WHAT YOU SHOULD DO >>
In the material below, identify each line bearing the word "first". Reproduce those lines.

DATASET EXCERPTS >>
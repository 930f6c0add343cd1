//! Signup, login and logout.

use axum::{
    Form, Router,
    extract::State,
    response::{IntoResponse, Response},
    routing::{get, post},
};
use axum_extra::extract::cookie::{Cookie, SameSite};
use codestar_common::AppResult;
use codestar_core::{FormErrors, LoginInput, SignupInput, Submission};
use codestar_db::entities::user;
use serde::Serialize;

use crate::{
    extractors::MaybeAuthUser,
    messages::Flash,
    middleware::{AppState, TOKEN_COOKIE},
};

const HOME: &str = "/blog/";

async fn signup_page(
    State(state): State<AppState>,
    MaybeAuthUser(user): MaybeAuthUser,
    flash: Flash,
) -> AppResult<Response> {
    if user.is_some() {
        return Ok(flash.redirect(HOME));
    }
    render(
        &state,
        flash,
        "accounts/signup.html",
        &SignupInput::default(),
        &FormErrors::default(),
    )
}

async fn signup(
    State(state): State<AppState>,
    flash: Flash,
    Form(input): Form<SignupInput>,
) -> AppResult<Response> {
    match state.user_service.signup(&input).await? {
        Submission::Accepted(user) => Ok(sign_in(&state, flash, &user)),
        Submission::Rejected(errors) => {
            render(&state, flash, "accounts/signup.html", &input, &errors)
        }
    }
}

async fn login_page(
    State(state): State<AppState>,
    MaybeAuthUser(user): MaybeAuthUser,
    flash: Flash,
) -> AppResult<Response> {
    if user.is_some() {
        return Ok(flash.redirect(HOME));
    }
    render(
        &state,
        flash,
        "accounts/login.html",
        &LoginInput::default(),
        &FormErrors::default(),
    )
}

async fn login(
    State(state): State<AppState>,
    flash: Flash,
    Form(input): Form<LoginInput>,
) -> AppResult<Response> {
    match state.user_service.login(&input).await? {
        Submission::Accepted(user) => Ok(sign_in(&state, flash, &user)),
        Submission::Rejected(errors) => render(&state, flash, "accounts/login.html", &input, &errors),
    }
}

async fn logout(
    State(state): State<AppState>,
    MaybeAuthUser(user): MaybeAuthUser,
    mut flash: Flash,
) -> AppResult<Response> {
    if let Some(user) = user {
        state.user_service.logout(user).await?;
        flash.info("You have signed out.");
    }

    Ok(flash
        .with_jar(|jar| jar.remove(Cookie::build((TOKEN_COOKIE, "")).path("/")))
        .redirect(HOME))
}

/// Set the session cookie and go home.
fn sign_in(state: &AppState, flash: Flash, user: &user::Model) -> Response {
    let token = user.token.clone().unwrap_or_default();
    let cookie = Cookie::build((TOKEN_COOKIE, token))
        .path("/")
        .http_only(true)
        .same_site(SameSite::Lax)
        .secure(state.cookies.secure);

    let mut flash = flash.with_jar(|jar| jar.add(cookie));

    tracing::info!(user_id = %user.id, "User signed in");
    flash.success(format!("Successfully signed in as {}.", user.username));
    flash.redirect(HOME)
}

fn render<F: Serialize>(
    state: &AppState,
    flash: Flash,
    template: &str,
    form: &F,
    errors: &FormErrors,
) -> AppResult<Response> {
    let (jar, messages) = flash.consume();
    let mut context = state.renderer.context(None, &messages);
    context.insert("form", form);
    context.insert("errors", errors);

    let html = state.renderer.render(template, &context)?;
    Ok((jar, html).into_response())
}

pub fn router() -> Router<AppState> {
    Router::new()
        .route("/accounts/signup/", get(signup_page).post(signup))
        .route("/accounts/login/", get(login_page).post(login))
        .route("/accounts/logout/", post(logout))
}
//! Database entities.

pub mod about;
pub mod collaborate_request;
pub mod comment;
pub mod post;
pub mod user;

pub use about::Entity as About;
pub use collaborate_request::Entity as CollaborateRequest;
pub use comment::Entity as Comment;
pub use post::Entity as Post;
pub use user::Entity as User;
//! Create comment table migration.

use sea_orm_migration::prelude::*;

use super::m20250101_000001_create_user_table::User;
use super::m20250101_000003_create_post_table::Post;

#[derive(DeriveMigrationName)]
pub struct Migration;

#[async_trait::async_trait]
impl MigrationTrait for Migration {
    async fn up(&self, manager: &SchemaManager) -> Result<(), DbErr> {
        manager
            .create_table(
                Table::create()
                    .table(Comment::Table)
                    .if_not_exists()
                    .col(ColumnDef::new(Comment::Id).string_len(32).not_null().primary_key())
                    .col(ColumnDef::new(Comment::PostId).string_len(32).not_null())
                    .col(ColumnDef::new(Comment::AuthorId).string_len(32).not_null())
                    .col(ColumnDef::new(Comment::Body).text().not_null())
                    .col(
                        ColumnDef::new(Comment::Approved)
                            .boolean()
                            .not_null()
                            .default(false),
                    )
                    .col(
                        ColumnDef::new(Comment::CreatedOn)
                            .timestamp_with_time_zone()
                            .not_null()
                            .default(Expr::current_timestamp()),
                    )
                    .foreign_key(
                        ForeignKey::create()
                            .name("fk_comment_post")
                            .from(Comment::Table, Comment::PostId)
                            .to(Post::Table, Post::Id)
                            .on_delete(ForeignKeyAction::Cascade),
                    )
                    .foreign_key(
                        ForeignKey::create()
                            .name("fk_comment_author")
                            .from(Comment::Table, Comment::AuthorId)
                            .to(User::Table, User::Id)
                            .on_delete(ForeignKeyAction::Cascade),
                    )
                    .to_owned(),
            )
            .await?;

        manager
            .create_index(
                Index::create()
                    .name("idx_comment_post_id_created_on")
                    .table(Comment::Table)
                    .col(Comment::PostId)
                    .col(Comment::CreatedOn)
                    .to_owned(),
            )
            .await?;

        manager
            .create_index(
                Index::create()
                    .name("idx_comment_author_id")
                    .table(Comment::Table)
                    .col(Comment::AuthorId)
                    .to_owned(),
            )
            .await?;

        Ok(())
    }

    async fn down(&self, manager: &SchemaManager) -> Result<(), DbErr> {
        manager
            .drop_table(Table::drop().table(Comment::Table).to_owned())
            .await
    }
}

#[derive(Iden)]
enum Comment {
    Table,
    Id,
    PostId,
    AuthorId,
    Body,
    Approved,
    CreatedOn,
}
//! Business logic services.

#![allow(missing_docs)]

pub mod about;
pub mod blog;
pub mod comment;
pub mod user;

pub use about::{AboutService, CollaborateInput};
pub use blog::{
    BlogService, CommentView, POSTS_PER_PAGE, PageInfo, PageRequest, PostDetail, PostPage,
    PostSummary,
};
pub use comment::{CommentInput, CommentOutcome, CommentService, NewComment};
pub use user::{LoginInput, SignupInput, UserService};
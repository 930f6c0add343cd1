//! Blog listing, post detail and comment mutations.

use axum::{
    Form, Router,
    extract::{Path, Query, State, rejection::FormRejection},
    response::{IntoResponse, Response},
    routing::{get, post},
};
use codestar_common::AppResult;
use codestar_core::{CommentInput, CommentOutcome, FormErrors, PageRequest};
use codestar_db::entities::{post, user};
use serde::Deserialize;

use crate::{extractors::MaybeAuthUser, messages::Flash, middleware::AppState};

/// Query parameters for the listing.
#[derive(Debug, Deserialize)]
pub struct ListQuery {
    /// A 1-based page number or `last`; absent means the first page.
    pub page: Option<String>,
}

async fn post_list(
    State(state): State<AppState>,
    MaybeAuthUser(user): MaybeAuthUser,
    flash: Flash,
    Query(query): Query<ListQuery>,
) -> AppResult<Response> {
    let request = PageRequest::parse(query.page.as_deref())?;
    let listing = state.blog_service.list(request).await?;

    let (jar, messages) = flash.consume();
    let mut context = state.renderer.context(user.as_ref(), &messages);
    context.insert("posts", &listing.posts);
    context.insert("page", &listing.page);

    let html = state.renderer.render("blog/index.html", &context)?;
    Ok((jar, html).into_response())
}

async fn post_detail(
    State(state): State<AppState>,
    MaybeAuthUser(user): MaybeAuthUser,
    flash: Flash,
    Path(slug): Path<String>,
) -> AppResult<Response> {
    let post = state.blog_service.get_published(&slug).await?;
    render_detail(&state, user.as_ref(), flash, post, &FormErrors::default()).await
}

async fn create_comment(
    State(state): State<AppState>,
    MaybeAuthUser(user): MaybeAuthUser,
    mut flash: Flash,
    Path(slug): Path<String>,
    form: Result<Form<CommentInput>, FormRejection>,
) -> AppResult<Response> {
    let post = state.blog_service.get_published(&slug).await?;
    let input = comment_input(form);

    let mut errors = FormErrors::default();
    match state
        .comment_service
        .create(user.as_ref(), &post, &input)
        .await?
    {
        CommentOutcome::Applied(_) => flash.success("Comment submitted and awaiting approval"),
        CommentOutcome::Forbidden(_) => flash.error("You must be logged in to leave a comment."),
        CommentOutcome::Invalid(invalid) => errors = invalid,
    }

    render_detail(&state, user.as_ref(), flash, post, &errors).await
}

async fn edit_comment(
    State(state): State<AppState>,
    MaybeAuthUser(user): MaybeAuthUser,
    mut flash: Flash,
    Path((slug, comment_id)): Path<(String, String)>,
    form: Result<Form<CommentInput>, FormRejection>,
) -> AppResult<Response> {
    let post = state.blog_service.get_published(&slug).await?;
    let comment = state.comment_service.find_on_post(&post, &comment_id).await?;
    let input = comment_input(form);

    // Invalid input and a foreign comment share one message
    let outcome = state
        .comment_service
        .edit(user.as_ref(), comment, &input)
        .await?;
    if outcome.is_applied() {
        flash.success("Comment Updated!");
    } else {
        flash.error("Error updating comment!");
    }

    Ok(flash.redirect(&detail_url(&post)))
}

async fn delete_comment(
    State(state): State<AppState>,
    MaybeAuthUser(user): MaybeAuthUser,
    mut flash: Flash,
    Path((slug, comment_id)): Path<(String, String)>,
) -> AppResult<Response> {
    let post = state.blog_service.get_published(&slug).await?;
    let comment = state.comment_service.find_on_post(&post, &comment_id).await?;

    match state.comment_service.delete(user.as_ref(), &comment).await? {
        CommentOutcome::Applied(()) => flash.success("Comment deleted!"),
        _ => flash.error("You can only delete your own comments!"),
    }

    Ok(flash.redirect(&detail_url(&post)))
}

/// An unreadable body is treated as an empty comment, which never validates.
fn comment_input(form: Result<Form<CommentInput>, FormRejection>) -> CommentInput {
    match form {
        Ok(Form(input)) => input,
        Err(rejection) => {
            tracing::debug!(error = %rejection, "Unreadable comment form");
            CommentInput::default()
        }
    }
}

async fn render_detail(
    state: &AppState,
    user: Option<&user::Model>,
    flash: Flash,
    post: post::Model,
    errors: &FormErrors,
) -> AppResult<Response> {
    let detail = state.blog_service.detail(post).await?;

    let (jar, messages) = flash.consume();
    let mut context = state.renderer.context(user, &messages);
    context.insert("post", &detail);
    // The comment form is always rendered empty
    context.insert("form", &CommentInput::default());
    context.insert("errors", errors);

    let html = state.renderer.render("blog/post_detail.html", &context)?;
    Ok((jar, html).into_response())
}

fn detail_url(post: &post::Model) -> String {
    format!("/blog/{}/", post.slug)
}

pub fn router() -> Router<AppState> {
    Router::new()
        .route("/blog/", get(post_list))
        .route("/blog/{slug}/", get(post_detail).post(create_comment))
        .route("/blog/{slug}/edit_comment/{comment_id}/", post(edit_comment))
        .route(
            "/blog/{slug}/delete_comment/{comment_id}/",
            post(delete_comment),
        )
}
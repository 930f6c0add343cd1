//! Blog post repository.
//!
//! Only published posts are reachable from here: drafts are written and read
//! out of band.

use std::sync::Arc;

use crate::entities::{Post, post, post::PostStatus};
use codestar_common::{AppError, AppResult};
use sea_orm::{
    ColumnTrait, DatabaseConnection, EntityTrait, PaginatorTrait, QueryFilter, QueryOrder,
    QuerySelect, Select,
};

/// Post repository for database operations.
#[derive(Clone)]
pub struct PostRepository {
    db: Arc<DatabaseConnection>,
}

impl PostRepository {
    /// Create a new post repository.
    #[must_use]
    pub const fn new(db: Arc<DatabaseConnection>) -> Self {
        Self { db }
    }

    fn published() -> Select<Post> {
        Post::find().filter(post::Column::Status.eq(PostStatus::Published))
    }

    /// Find a published post by slug.
    pub async fn find_published_by_slug(&self, slug: &str) -> AppResult<Option<post::Model>> {
        Self::published()
            .filter(post::Column::Slug.eq(slug))
            .one(self.db.as_ref())
            .await
            .map_err(|e| AppError::Database(e.to_string()))
    }

    /// Count published posts.
    pub async fn count_published(&self) -> AppResult<u64> {
        Self::published()
            .count(self.db.as_ref())
            .await
            .map_err(|e| AppError::Database(e.to_string()))
    }

    /// Find published posts, newest first.
    pub async fn find_published(&self, limit: u64, offset: u64) -> AppResult<Vec<post::Model>> {
        Self::published()
            .order_by_desc(post::Column::CreatedOn)
            .order_by_desc(post::Column::Id)
            .offset(offset)
            .limit(limit)
            .all(self.db.as_ref())
            .await
            .map_err(|e| AppError::Database(e.to_string()))
    }
}
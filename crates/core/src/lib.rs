//! Core business logic for codestar.
//!
//! Services take the caller as an explicit `Option<&user::Model>` and return
//! outcomes the web layer turns into pages, redirects and flash messages.

pub mod authorization;
pub mod forms;
pub mod services;

pub use authorization::{Authorization, can_modify_comment, can_post_comment};
pub use forms::{FormErrors, Submission};
pub use services::*;
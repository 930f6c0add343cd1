//! About page and collaboration requests.

use codestar_common::{AppResult, IdGenerator};
use codestar_db::entities::{about, collaborate_request};
use codestar_db::repositories::{AboutRepository, CollaborateRequestRepository};
use sea_orm::Set;
use serde::{Deserialize, Serialize};
use validator::Validate;

use crate::forms::{FormErrors, REQUIRED, Submission, not_blank};

/// A collaboration request as submitted from the about page.
#[derive(Debug, Clone, Default, Deserialize, Serialize, Validate)]
pub struct CollaborateInput {
    #[serde(default)]
    #[validate(
        custom(function = "not_blank"),
        length(max = 200, message = "Ensure this value has at most 200 characters.")
    )]
    pub name: String,

    #[serde(default)]
    #[validate(
        custom(function = "not_blank"),
        email(message = "Enter a valid email address."),
        length(max = 254, message = "Ensure this value has at most 254 characters.")
    )]
    pub email: String,

    #[serde(default)]
    #[validate(custom(function = "not_blank"))]
    pub message: String,
}

/// Service for the about page.
#[derive(Clone)]
pub struct AboutService {
    about_repo: AboutRepository,
    request_repo: CollaborateRequestRepository,
    id_gen: IdGenerator,
}

impl AboutService {
    /// Create a new about service.
    #[must_use]
    pub const fn new(
        about_repo: AboutRepository,
        request_repo: CollaborateRequestRepository,
    ) -> Self {
        Self {
            about_repo,
            request_repo,
            id_gen: IdGenerator::new(),
        }
    }

    /// The about entry to show: the most recently updated one.
    pub async fn current(&self) -> AppResult<Option<about::Model>> {
        self.about_repo.find_latest().await
    }

    /// Validate and store a collaboration request.
    ///
    /// Stored requests start unread. Invalid input writes nothing.
    pub async fn submit_collaboration(
        &self,
        input: &CollaborateInput,
    ) -> AppResult<Submission<collaborate_request::Model>> {
        // An empty field reports "required" only, not also "invalid email"
        if let Err(mut errors) = FormErrors::check(input) {
            if not_blank(&input.email).is_err() {
                errors.replace("email", REQUIRED);
            }
            return Ok(Submission::Rejected(errors));
        }

        let model = collaborate_request::ActiveModel {
            id: Set(self.id_gen.generate()),
            name: Set(input.name.trim().to_string()),
            email: Set(input.email.trim().to_string()),
            message: Set(input.message.clone()),
            read: Set(false),
            created_at: Set(chrono::Utc::now().into()),
        };

        let request = self.request_repo.create(model).await?;
        tracing::info!(request_id = %request.id, "Collaboration request stored");

        Ok(Submission::Accepted(request))
    }
}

RESPONSE >>
    /// A 1-based page number or `last`; absent means the first page.
    /// Find published posts, newest first.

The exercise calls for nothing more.